Tuesday, 5 June 2012

Against the Capitalist Education System

These are notes from a talk Rowan McArthur gave on behalf of the International Socialists at the Socialism 2012 conference in Wellington last weekend. Join the speak-out this Friday in solidarity with the activists arrested at the Auckland demonstrations - meet outside the Student Union at 1pm. The Tertiary Education Union Auckland University branch have put out a statement you can read here.


I'm relieved that I am here speaking on the subject of university and education in a capitalist system because two days ago I was so swamped with essays I wasn’t sure if I would be able to do it. I know I’m not the only one who feels overwhelmed by the workloads and expectations put on us at uni – and at the same time I think we are actually doing more but learning less than students 30 years ago. But more than this we now have to pay ever increasing amounts to be stressed out, get shittier education and if you are unlucky enough to be in an unprofitable department you may be half way through your degree just to be told your subject no longer exist. If it isn’t making money then is it really worth learning? This is the reality of the degree factory.

But even though students are already getting a raw deal it doesn’t end there. As you all know capitalism is once again in crisis and as per usual students all around the world are in the firing line. We are used as an excuse for the failings of capitalism; we are the ones putting a strain on the economy with our extortionate demands for a so called ‘affordable’ education. We are the ones who are failing to pay back our student loans in a ‘reasonable’ amount of time. We are greedy because we see education as a right not a privilege. But we students haven’t been taking this lying down. Inspired by the wider working class resistance in Greece, worldwide occupations, revolutions in the Middle East and the countless acts of resistance, students are also on the frontlines calling for revolution and real change. The past few years we have watched on as students march in mass protests against fee rises in the UK, have running streets battles with police in Chile and in the last few days we’ve seen massive protest in Montreal.

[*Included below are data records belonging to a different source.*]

//! Monitored item lifecycle on the node manager.

use std::sync::Arc;

use chrono::{DateTime, Duration, Utc};

use crate::address_space::{ManagerHandle, NodeIdx, NodeManager, StoreState, TypeTree, ValidationScope};
use crate::attributes::{AttributeId, EventNotifier, MonitoringMode};
use crate::context::{OperationContext, Permission};
use crate::error::{check_len, UaResult};
use crate::node::Node;
use crate::node_id::{browse_names, NodeId, QualifiedName};
use crate::status::StatusCode;
use crate::value::{DataValue, IndexRange, TimestampsToReturn};

use super::aggregate::{AggregateCalculator, CalculatorSpec};
use super::events::{EventFilter, SimpleAttributeOperand};
use super::filter::{DeadbandType, MonitoringFilter, MonitoringFilterResult};
use super::item::{EventSupport, ItemSettings, MonitoredItem, MonitoredItemId, MonitoredItemInit, SubscriptionId};
use super::monitored_node::{sample_into, MonitoredNode};

/// Client-requested monitoring parameters.
#[allow(missing_docs)]
#[derive(Debug, Clone, PartialEq)]
pub struct MonitoringParameters {
    pub client_handle: u32,
    /// Milliseconds; negative means "use the publishing interval".
    pub sampling_interval: f64,
    pub filter: MonitoringFilter,
    pub queue_size: u32,
    pub discard_oldest: bool,
}

impl MonitoringParameters {
    /// Parameters with no filter and discard-oldest overflow.
    #[must_use]
    pub fn new(client_handle: u32, sampling_interval: f64, queue_size: u32) -> Self {
        Self {
            client_handle,
            sampling_interval,
            filter: MonitoringFilter::None,
            queue_size,
            discard_oldest: true,
        }
    }

    /// Attaches a filter.
    #[must_use]
    pub fn with_filter(mut self, filter: MonitoringFilter) -> Self {
        self.filter = filter;
        self
    }

    /// Chooses the overflow policy.
    #[must_use]
    pub const fn with_discard_oldest(mut self, discard_oldest: bool) -> Self {
        self.discard_oldest = discard_oldest;
        self
    }
}

#[allow(missing_docs)]
#[derive(Debug, Clone, PartialEq)]
pub struct MonitoredItemCreateRequest {
    pub node_id: NodeId,
    pub attribute_id: AttributeId,
    pub index_range: Option<String>,
    pub data_encoding: Option<QualifiedName>,
    pub monitoring_mode: MonitoringMode,
    pub requested: MonitoringParameters,
    pub processed: bool,
}

impl MonitoredItemCreateRequest {
    /// A Reporting request for `attribute_id` of `node_id`.
    #[must_use]
    pub const fn new(node_id: NodeId, attribute_id: AttributeId, requested: MonitoringParameters) -> Self {
        Self {
            node_id,
            attribute_id,
            index_range: None,
            data_encoding: None,
            monitoring_mode: MonitoringMode::Reporting,
            requested,
            processed: false,
        }
    }

    /// Watches the Value attribute.
    #[must_use]
    pub const fn value(node_id: NodeId, requested: MonitoringParameters) -> Self {
        Self::new(node_id, AttributeId::Value, requested)
    }

    /// Watches events raised by (or through) a notifier.
    #[must_use]
    pub const fn events(node_id: NodeId, requested: MonitoringParameters) -> Self {
        Self::new(node_id, AttributeId::EventNotifier, requested)
    }

    /// Sets the initial monitoring mode.
    #[must_use]
    pub const fn with_mode(mut self, mode: MonitoringMode) -> Self {
        self.monitoring_mode = mode;
        self
    }

    /// Monitors only part of an array or string value.
    #[must_use]
    pub fn with_index_range(mut self, range: impl Into<String>) -> Self {
        self.index_range = Some(range.into());
        self
    }
}

#[allow(missing_docs)]
#[derive(Debug, Clone, PartialEq, Default)]
pub struct MonitoredItemCreateResult {
    pub status: StatusCode,
    pub monitored_item_id: MonitoredItemId,
    pub revised_sampling_interval: f64,
    pub revised_queue_size: u32,
    pub filter_result: Option<MonitoringFilterResult>,
}

#[allow(missing_docs)]
#[derive(Debug, Clone, PartialEq)]
pub struct MonitoredItemModifyRequest {
    pub monitored_item_id: MonitoredItemId,
    pub requested: MonitoringParameters,
}

#[allow(missing_docs)]
#[derive(Debug, Clone, PartialEq, Default)]
pub struct MonitoredItemModifyResult {
    pub status: StatusCode,
    pub revised_sampling_interval: f64,
    pub revised_queue_size: u32,
    pub filter_result: Option<MonitoringFilterResult>,
}

/// Validated and clamped parameters for one item.
struct Revised {
    settings: ItemSettings,
    calculator: Option<Box<dyn AggregateCalculator>>,
    filter_result: Option<MonitoringFilterResult>,
}

type Rejection = (StatusCode, Option<MonitoringFilterResult>);

/// Select clauses used when an event item is created without a filter.
fn default_event_filter() -> EventFilter {
    EventFilter {
        select_clauses: ["EventId", "EventType", "SourceNode", "SourceName", "Time", "Message", "Severity"]
            .into_iter()
            .map(SimpleAttributeOperand::field)
            .collect(),
        ..EventFilter::default()
    }
}
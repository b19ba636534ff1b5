//! Aggregate calculation interfaces.
//!
//! The engine only owns the filtering contract: it revises aggregate filters,
//! feeds raw values into a calculator and queues whatever processed values
//! come out. The numeric algorithms live behind [`AggregateManager`].

use chrono::{DateTime, Utc};
use serde::{Deserialize, Serialize};

use crate::node_id::NodeId;
use crate::value::DataValue;

/// Aggregate behaviour switches (percent thresholds are 0..=100).
#[allow(missing_docs)]
#[derive(Debug, Clone, Copy, PartialEq, Eq, Serialize, Deserialize)]
#[serde(default)]
pub struct AggregateConfiguration {
    pub use_server_capabilities_defaults: bool,
    pub treat_uncertain_as_bad: bool,
    pub percent_data_bad: u8,
    pub percent_data_good: u8,
    pub use_sloped_extrapolation: bool,
}

impl Default for AggregateConfiguration {
    fn default() -> Self {
        Self {
            use_server_capabilities_defaults: true,
            treat_uncertain_as_bad: true,
            percent_data_bad: 100,
            percent_data_good: 100,
            use_sloped_extrapolation: false,
        }
    }
}

/// Parameters a calculator is created with.
#[allow(missing_docs)]
#[derive(Debug, Clone, PartialEq)]
pub struct CalculatorSpec {
    pub aggregate_type: NodeId,
    pub start_time: DateTime<Utc>,
    pub processing_interval: f64,
    /// Values hold until the next sample (no interpolation).
    pub stepped: bool,
    pub configuration: AggregateConfiguration,
}

/// Turns a raw value stream into processed values for one monitored item.
pub trait AggregateCalculator: Send {
    /// Aggregate function this calculator computes.
    fn aggregate_id(&self) -> &NodeId;

    /// Feeds one raw value. Returns false if the value was rejected
    /// (for example, out of time order).
    fn queue_raw_value(&mut self, value: &DataValue) -> bool;

    /// Next processed value, if an interval is complete. With
    /// `return_partial` an incomplete interval is also returned.
    fn get_processed_value(&mut self, return_partial: bool) -> Option<DataValue>;

    /// True once the current processing interval has ended at `now`.
    fn has_end_time_passed(&self, now: DateTime<Utc>) -> bool;
}

/// Server-wide aggregate capabilities.
pub trait AggregateManager: Send + Sync {
    /// True if the aggregate function is available.
    fn is_supported(&self, aggregate_type: &NodeId) -> bool;

    /// Smallest processing interval (ms) the server accepts.
    fn minimum_processing_interval(&self) -> f64;

    /// Configuration applied when a client asks for server defaults.
    fn default_configuration(&self) -> AggregateConfiguration {
        AggregateConfiguration::default()
    }

    /// Creates a calculator for one item; `None` if the spec cannot be served.
    fn create_calculator(&self, spec: &CalculatorSpec) -> Option<Box<dyn AggregateCalculator>>;
}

So what is the situation in Aotearoa? The Students here have seen similar neoliberal attacks on their education, there have been wind backs of many concessions won by students in previous decades. Prior to 1990, students paid minimal fees for education. The government set student fee was increased to NZ$1,300 in 1991, but in 1992 tertiary institutions were given the autonomy to set their own fees with no regulation. Since then, students have increasingly borne more of the cost towards public tertiary education in New Zealand, amounting to nothing short of the increased privatisation of our public tertiary education system. User-pays public education, and the notion that the student is a consumer and education a product, is the capitalist logic which comes about in crisis, leading to increasing personal debt. Last year university fees rose by 3.6% on top of the increases since 1990. The New Zealand Union of students association released a statement in April stating 15 per cent of the New Zealand university student population were suffering "absolute financial distress". That’s almost 70,000 students if you base it off the 2010 student numbers. In Dunedin the student trips to the food bank have increased massively, due to the ever increasing cost of living – rent has almost doubled in the past 10 years not to mention food. This financial oppression of Dunedin students, coupled with the atomisation and individualisation of students, is expressed often erratically, like at the Hyde street party this year where over a third of the student population turned out and flats were smashed up, including a caved in roof, in 2006 and 2007 Dunedin saw this expressed in the form of riots and battles with the police.  But this poverty isn’t ending after study - findings from a Ministry of Education survey released in 2011 showed that 39% of graduates did not earn any sum of money for at least one of the first four years after graduating. 11% did not earn any money at all during that four-year period. Overall, the proportion of young people who are not employed but are engaged in study has increased since the downturn. Youth engagement in study rose from 34.2% in 2009 to 36.4% in 2011. That’s an increase in the numbers of student which means increase in student poverty and an increase in private debt too.

The current budget isn’t making this any better. The Budget 2012 student support package is underpinned by the principle that students should make a greater contribution to their tertiary education – as quoted from a pro national website. Basically what the budget states is as a student you leave university with massive debt in a time of high youth and national unemployment and then have to pay more back if you do eventually get a job and if you don’t you get tracked by a high tech data system forcing you to pay. If you are unlucky enough to continue into postgrad you can get no living allowance increasing your debt even further.

 We are the indebted generation!

So why is it so important that we fight against the current budget, fee rises and other attacks on students. There is a lot more at stake than us just not wanting to pay. Education is a right not a privilege. And with ever increasing university fees, an emphasis on profitable departments especially in the sciences, the current state of capitalism and pushes to pay back loans faster this right has been taken away for many people, epically from the working class and disenfranchised. This is precisely why we need to fight back. This is precisely why students are fighting back in all the major centres in Aotearoa. Last night we saw 43 out of 400 odd students arrested in protest against the budget in Auckland. Last year in response to OUSA calling students out to protest VSM over 500 turned up in 24 hours’ notice to harass John Key. The creation of student activist groups like WATU are an attempt to radicalise the campuses. Otago campus is yet to have a real student radicalisation but the overnight show of 500 people and the national student uprisings goes to shows the volatility of the campus.